Opinión

No usar. Fuera de servicio

El viejo barman de un pub de la ciudad me lo contó anoche.

“No, por favor, no me preguntes datos sobre ella ni que te dé pistas de quién es. En los locales en los que trabajé en Irlanda aprendí que un barman ha de ser discreto, hacer pocas preguntas y limitarse a lo suyo.

Me sucedió este martes de carnaval. Ella es una mujer madura, elegante, todavía atractiva y educada. Una o dos veces por semana acude a mi pub con su marido, un hombre callado, pensativo y adinerado. Con el tiempo nos hicimos amigos, nos contamos chistes y esas cosas. Siempre noté que ella buscaba cierta complicidad en mí. A veces me cuenta algún secreto de alcoba y nos reímos.

Este martes de carnaval me llevé una gran sorpresa. No la reconocí en su disfraz de Frida Kahlo. Su máscara la había diseñado alguien con delicadeza. Vestía ropas holgadas, igual que la atormentada pintora mexicana.

Pero te cuento. Sería media noche, el local a reventar, la samba brasileña hacía mover las caderas de todos los clientes. Ella se sitúa en una esquina, va y me pide un bourbon. En el posavasos escribe: ‘Esta noche quiero ser mala, sé mi cómplice’. Debajo escribió su nombre. Me costó creer que era ella. Aluciné y decidí vigilar sus movimientos. Contra su costumbre engulló casi de un trago la copa. Después, permaneció en la barra observando. Imagínate, en una noche así, carnavalera, todo el mundo está colocado.

De pronto miro al fondo. Ya había elegido. La veo de la mano de un tipo atlético que no cesa de reír. Me aproximé y escuché: ‘Estoy fascinada ante ti, una sola condición: no me quites la máscara’. Asombrado vi cómo arrampló con él y lo arrastró hasta el servicio de mujeres. De la sorpresa me bebí un gin tonic también de un trago. De pronto recordé el mensaje: ‘Sé mi cómplice’. No era cuestión de ponerme de centinela en la puerta, opté por colgar el cartel ‘No usar. Fuera de servicio’.

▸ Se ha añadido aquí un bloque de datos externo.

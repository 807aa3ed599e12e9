//! Driver registry
//!
//! Every instrument type is a [`Driver`]: it describes the instrument
//! ([`InstrumentMetadata`]) and builds instances around a prepared
//! [`InstrumentConnection`]. The hub resolves type names through a
//! [`DriverRegistry`] populated at startup.

use std::collections::BTreeMap;
use std::sync::Arc;

use lab_transport::TransportKind;
use serde::{Deserialize, Serialize};
use tracing::debug;

use crate::connection::InstrumentConnection;
use crate::drivers::{DiceDriver, TimeDriver};
use crate::instrument::Instrument;

/// One measurable quantity of an instrument
#[derive(Debug, Clone, PartialEq, Eq, Serialize, Deserialize)]
pub struct ChannelInfo {
    /// Channel name used in pairs and `measure` calls
    pub name: String,
    /// Unit string, e.g. `K` or `mbar`
    pub unit: String,
    /// Label shown to users
    pub display_name: String,
}

/// Static description of an instrument type
///
/// Every connection carries its own copy.
#[derive(Debug, Clone, PartialEq, Eq, Serialize, Deserialize)]
pub struct InstrumentMetadata {
    /// Instrument type name, e.g. `LS340`
    pub name: String,
    /// Transport the instrument talks over
    pub transport: TransportKind,
    /// Channels in declaration order
    pub channels: Vec<ChannelInfo>,
}

impl InstrumentMetadata {
    /// Metadata with no channels
    pub fn new(name: impl Into<String>, transport: TransportKind) -> Self {
        Self {
            name: name.into(),
            transport,
            channels: Vec::new(),
        }
    }

    /// Add a channel displayed under its own name
    pub fn with_channel(self, name: &str, unit: &str) -> Self {
        self.with_named_channel(name, unit, name)
    }

    /// Add a channel with a separate display name
    pub fn with_named_channel(mut self, name: &str, unit: &str, display_name: &str) -> Self {
        self.channels.push(ChannelInfo {
            name: name.to_string(),
            unit: unit.to_string(),
            display_name: display_name.to_string(),
        });
        self
    }

    /// Look up a channel by name
    pub fn channel(&self, name: &str) -> Option<&ChannelInfo> {
        self.channels.iter().find(|c| c.name == name)
    }

    /// Channel names in declaration order
    pub fn channel_names(&self) -> Vec<&str> {
        self.channels.iter().map(|c| c.name.as_str()).collect()
    }

    /// Channel name to unit mapping
    pub fn units(&self) -> BTreeMap<String, String> {
        self.channels
            .iter()
            .map(|c| (c.name.clone(), c.unit.clone()))
            .collect()
    }
}

/// Factory for one instrument type
pub trait Driver: Send + Sync {
    /// Description of the instrument type
    fn metadata(&self) -> InstrumentMetadata;

    /// Wrap a prepared (not yet connected) connection
    fn create(&self, connection: InstrumentConnection) -> Box<dyn Instrument>;

    /// Type name, taken from the metadata
    fn name(&self) -> String {
        self.metadata().name
    }
}

/// Instrument type name to driver
#[derive(Clone, Default)]
pub struct DriverRegistry {
    drivers: BTreeMap<String, Arc<dyn Driver>>,
}

impl std::fmt::Debug for DriverRegistry {
    fn fmt(&self, f: &mut std::fmt::Formatter<'_>) -> std::fmt::Result {
        f.debug_struct("DriverRegistry")
            .field("drivers", &self.drivers.keys().collect::<Vec<_>>())
            .finish()
    }
}

impl DriverRegistry {
    /// Create an empty registry
    pub fn new() -> Self {
        Self::default()
    }

    /// Registry with the built-in `TIME` and `DICE` drivers
    pub fn with_builtin() -> Self {
        let mut registry = Self::new();
        registry.register(TimeDriver);
        registry.register(DiceDriver);
        registry
    }

    /// Add a driver, replacing any previous driver of the same name
    pub fn register(&mut self, driver: impl Driver + 'static) {
        let name = driver.name();
        debug!("Registering driver {}", name);
        self.drivers.insert(name, Arc::new(driver));
    }

    /// Look up a driver by type name
    pub fn get(&self, name: &str) -> Option<Arc<dyn Driver>> {
        self.drivers.get(name).cloned()
    }

    /// Whether a driver of this name exists
    pub fn contains(&self, name: &str) -> bool {
        self.drivers.contains_key(name)
    }

    /// All type names, sorted
    pub fn names(&self) -> Vec<String> {
        self.drivers.keys().cloned().collect()
    }

    /// Type names of drivers using `kind`
    pub fn by_transport(&self, kind: TransportKind) -> Vec<String> {
        self.drivers
            .iter()
            .filter(|(_, d)| d.metadata().transport == kind)
            .map(|(name, _)| name.clone())
            .collect()
    }

    /// Type names of drivers that talk to real hardware
    pub fn hardware(&self) -> Vec<String> {
        self.drivers
            .iter()
            .filter(|(_, d)| d.metadata().transport != TransportKind::None)
            .map(|(name, _)| name.clone())
            .collect()
    }

    /// Channel to unit mapping of one type
    pub fn units(&self, name: &str) -> Option<BTreeMap<String, String>> {
        self.drivers.get(name).map(|d| d.metadata().units())
    }

    /// Number of registered drivers
    pub fn len(&self) -> usize {
        self.drivers.len()
    }

    /// Whether no drivers are registered
    pub fn is_empty(&self) -> bool {
        self.drivers.is_empty()
    }
}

Seguí con mi trabajo, el barullo era tremendo. Eché una ojeada y los vi salir. Primero ella. Después él, directo a sus colegas a contarles su hazaña. Con rapidez retiré el cartel de ‘No usar’.

A pesar de tanto jaleo, ella logra acercarse a la barra. Otro bourbon. Pues sí, créeme, sucedió otra vez. Allí estaba, ahora, de la mano de un espadachín. No lo escuché pero percibí que él asentía con la cabeza. Aceptó dócil la condición previa. Qué iba a hacer yo. Era su cómplice. Otra vez colgué el cartel ‘No usar’. ¿Sabes?, esta vez fue todo muy rápido. Despachó al espadachín enseguida.

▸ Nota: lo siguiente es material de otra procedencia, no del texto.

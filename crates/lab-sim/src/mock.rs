//! Scripted devices for connection and hub tests
//!
//! A [`MockDevice`] is the far end of a link: it holds canned replies and
//! fault switches, and counts how often it was opened and closed. Every
//! [`MockTransport`] opened on it shares that state, so a test keeps a
//! clone of the device and inspects it after the code under test is done.

use std::collections::{BTreeMap, HashMap, VecDeque};
use std::io;
use std::sync::Arc;
use std::time::Duration;

use lab_transport::{
    ResourceId, Transport, TransportError, TransportKind, TransportOpener, TransportOptions,
    IDN_QUERY,
};
use parking_lot::Mutex;
use tracing::trace;

#[derive(Debug, Default)]
struct DeviceState {
    replies: HashMap<String, String>,
    pending: VecDeque<String>,
    written: Vec<String>,
    fail_writes: bool,
    fail_reads: bool,
    opened: usize,
    closed: usize,
}

/// Shared state of one simulated instrument
#[derive(Debug, Clone, Default)]
pub struct MockDevice {
    state: Arc<Mutex<DeviceState>>,
}

impl MockDevice {
    /// Create a device with no canned replies
    pub fn new() -> Self {
        Self::default()
    }

    /// Create a device that answers `*IDN?` with `idn`
    pub fn with_idn(idn: &str) -> Self {
        Self::new().reply(IDN_QUERY, idn)
    }

    /// Answer `command` with `reply`
    pub fn reply(self, command: &str, reply: &str) -> Self {
        self.set_reply(command, reply);
        self
    }

    /// Answer `command` with `reply`, replacing any previous answer
    pub fn set_reply(&self, command: &str, reply: &str) {
        self.state
            .lock()
            .replies
            .insert(command.to_string(), reply.to_string());
    }

    /// Make every write fail with an I/O error
    pub fn set_fail_writes(&self, fail: bool) {
        self.state.lock().fail_writes = fail;
    }

    /// Make every read fail with an I/O error
    pub fn set_fail_reads(&self, fail: bool) {
        self.state.lock().fail_reads = fail;
    }

    /// Every payload written so far, without terminators
    pub fn written(&self) -> Vec<String> {
        self.state.lock().written.clone()
    }

    /// Number of transports ever opened on this device
    pub fn open_count(&self) -> usize {
        self.state.lock().opened
    }

    /// Number of transports closed on this device
    pub fn close_count(&self) -> usize {
        self.state.lock().closed
    }

    /// Transports opened and not yet closed
    pub fn live_count(&self) -> usize {
        let state = self.state.lock();
        state.opened - state.closed
    }

    /// Open a new transport onto this device
    pub fn connect(
        &self,
        kind: TransportKind,
        resource: &ResourceId,
        options: &TransportOptions,
    ) -> MockTransport {
        self.state.lock().opened += 1;
        MockTransport {
            device: self.clone(),
            kind,
            resource: resource.clone(),
            timeout: options.timeout,
            open: true,
        }
    }
}

/// One open link onto a [`MockDevice`]
#[derive(Debug)]
pub struct MockTransport {
    device: MockDevice,
    kind: TransportKind,
    resource: ResourceId,
    timeout: Duration,
    open: bool,
}

impl MockTransport {
    fn io_error(&self, what: &str) -> TransportError {
        TransportError::Io {
            resource: self.resource.to_string(),
            source: io::Error::new(io::ErrorKind::BrokenPipe, format!("simulated {} fault", what)),
        }
    }
}

impl Transport for MockTransport {
    fn kind(&self) -> TransportKind {
        self.kind
    }

    fn resource(&self) -> &ResourceId {
        &self.resource
    }

    fn write(&mut self, payload: &str) -> Result<(), TransportError> {
        if !self.open {
            return Err(TransportError::Closed(self.resource.to_string()));
        }
        let mut state = self.device.state.lock();
        if state.fail_writes {
            drop(state);
            return Err(self.io_error("write"));
        }
        trace!("mock {} <- {:?}", self.resource, payload);
        state.written.push(payload.to_string());
        if let Some(reply) = state.replies.get(payload).cloned() {
            state.pending.push_back(reply);
        }
        Ok(())
    }

    fn read(&mut self, _max_bytes: Option<usize>) -> Result<String, TransportError> {
        if !self.open {
            return Err(TransportError::Closed(self.resource.to_string()));
        }
        let mut state = self.device.state.lock();
        if state.fail_reads {
            drop(state);
            return Err(self.io_error("read"));
        }
        Ok(state.pending.pop_front().unwrap_or_default())
    }

    fn timeout(&self) -> Duration {
        self.timeout
    }

    fn set_timeout(&mut self, timeout: Duration) -> Result<Duration, TransportError> {
        Ok(std::mem::replace(&mut self.timeout, timeout))
    }

    fn clear(&mut self) -> Result<(), TransportError> {
        self.device.state.lock().pending.clear();
        Ok(())
    }

    fn is_open(&self) -> bool {
        self.open
    }

    fn close(&mut self) {
        if self.open {
            self.open = false;
            self.device.state.lock().closed += 1;
        }
    }
}

/// [`TransportOpener`] that hands out [`MockTransport`]s
///
/// Resources must be registered with [`MockOpener::add_device`] first;
/// opening anything else fails like a missing port would.
#[derive(Debug, Clone, Default)]
pub struct MockOpener {
    devices: Arc<Mutex<BTreeMap<ResourceId, MockDevice>>>,
    opened: Arc<Mutex<Vec<(TransportKind, ResourceId)>>>,
}

impl MockOpener {
    /// Create an opener with no devices
    pub fn new() -> Self {
        Self::default()
    }

    /// Attach `device` at `resource`
    pub fn add_device(&self, resource: impl Into<ResourceId>, device: MockDevice) -> MockDevice {
        self.devices.lock().insert(resource.into(), device.clone());
        device
    }

    /// Builder-style [`MockOpener::add_device`]
    pub fn with_device(self, resource: impl Into<ResourceId>, device: MockDevice) -> Self {
        self.add_device(resource, device);
        self
    }

    /// Device attached at `resource`
    pub fn device(&self, resource: &str) -> Option<MockDevice> {
        self.devices.lock().get(&ResourceId::new(resource)).cloned()
    }

    /// Every successful open, in order
    pub fn opened(&self) -> Vec<(TransportKind, ResourceId)> {
        self.opened.lock().clone()
    }

    /// Transports currently open across all devices
    pub fn live_count(&self) -> usize {
        self.devices.lock().values().map(MockDevice::live_count).sum()
    }
}

impl TransportOpener for MockOpener {
    fn open(
        &self,
        kind: TransportKind,
        resource: &ResourceId,
        options: &TransportOptions,
    ) -> Result<Box<dyn Transport>, TransportError> {
        let device = self.devices.lock().get(resource).cloned();
        let Some(device) = device else {
            return Err(TransportError::Connection {
                resource: resource.to_string(),
                reason: "no such device".to_string(),
            });
        };
        self.opened.lock().push((kind, resource.clone()));
        Ok(Box::new(device.connect(kind, resource, options)))
    }
}

#[cfg(test)]
mod tests {
    use super::*;

    #[test]
    fn test_canned_reply() {
        let device = MockDevice::with_idn("ACME,DMM,1,0").reply("MEAS?", "1.5");
        let mut t = device.connect(
            TransportKind::Serial,
            &ResourceId::new("COM3"),
            &TransportOptions::default(),
        );

        t.write("*IDN?").unwrap();
        assert_eq!(t.read(None).unwrap(), "ACME,DMM,1,0");
        t.write("MEAS?").unwrap();
        assert_eq!(t.read(None).unwrap(), "1.5");
        t.write("UNKNOWN").unwrap();
        assert_eq!(t.read(None).unwrap(), "");
        assert_eq!(device.written(), vec!["*IDN?", "MEAS?", "UNKNOWN"]);
    }

    #[test]
    fn test_fault_injection() {
        let device = MockDevice::new();
        let mut t = device.connect(
            TransportKind::Serial,
            &ResourceId::new("COM3"),
            &TransportOptions::default(),
        );

        device.set_fail_writes(true);
        assert!(matches!(t.write("X"), Err(TransportError::Io { .. })));
        device.set_fail_writes(false);
        assert!(t.write("X").is_ok());

        device.set_fail_reads(true);
        assert!(matches!(t.read(None), Err(TransportError::Io { .. })));
    }

    #[test]
    fn test_close_is_counted_once() {
        let device = MockDevice::new();
        let mut t = device.connect(
            TransportKind::Serial,
            &ResourceId::new("COM3"),
            &TransportOptions::default(),
        );
        assert_eq!(device.live_count(), 1);

        t.close();
        t.close();
        assert_eq!(device.close_count(), 1);
        assert_eq!(device.live_count(), 0);
    }

    #[test]
    fn test_opener_rejects_unknown_resource() {
        let opener = MockOpener::new().with_device("COM3", MockDevice::new());

        let ok = opener.open(
            TransportKind::Serial,
            &ResourceId::new("COM3"),
            &TransportOptions::default(),
        );
        assert!(ok.is_ok());

        let missing = opener.open(
            TransportKind::Serial,
            &ResourceId::new("COM9"),
            &TransportOptions::default(),
        );
        assert!(matches!(missing, Err(TransportError::Connection { .. })));
        assert_eq!(opener.opened().len(), 1);
        assert_eq!(opener.live_count(), 1);
    }
}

Salió a la calle. Pensé: su noche terminó. Poco tiempo después, una diablesa con cuernos puntiagudos me pide bourbon. ¡Cielos, es ella!, se ha cambiado de disfraz. Ahora su presa es un tipo alto, de ojos acuosos, que viste chaqueta negra, con clergyman y alzacuellos. Trae una resplandeciente cruz en el pecho. El tipo ‘monta’ su número: a veces bendice aquí y allá. Ella le dice reidora: ‘Padre, como en el bíblico pasaje del fruto prohibido, hay una condición: no has de quitarme la máscara”.

(“Otra vez el cartel. Ay, a veces lo que más temes, sucede. Escucho gritos. El fulano sale con el rostro arañado y el gesto enfurecido. Amigo, un barman ha de resolver rápido. Cuando entro, ella llora en el suelo. Muy cerca, su máscara hecha trizas. Como pude, cubrí su rostro con un abrigo viejo. Sorteamos con dificultad el largo trecho hasta la salida. Con el barullo nadie se fijó. Pero su mano, enlazada a la mía, temblaba. Ay, como si todos los ojos que estaban allí fuesen los de su marido. ¿Recuerdas la película ‘La letra escarlata’?, pues así iba. Pero era su cómplice y cumplí. Ninguno dijo una palabra en el coche. La dejé justo en su puerta. Sólo le dije: ‘Me he quedado con el careto de ese fulano”.)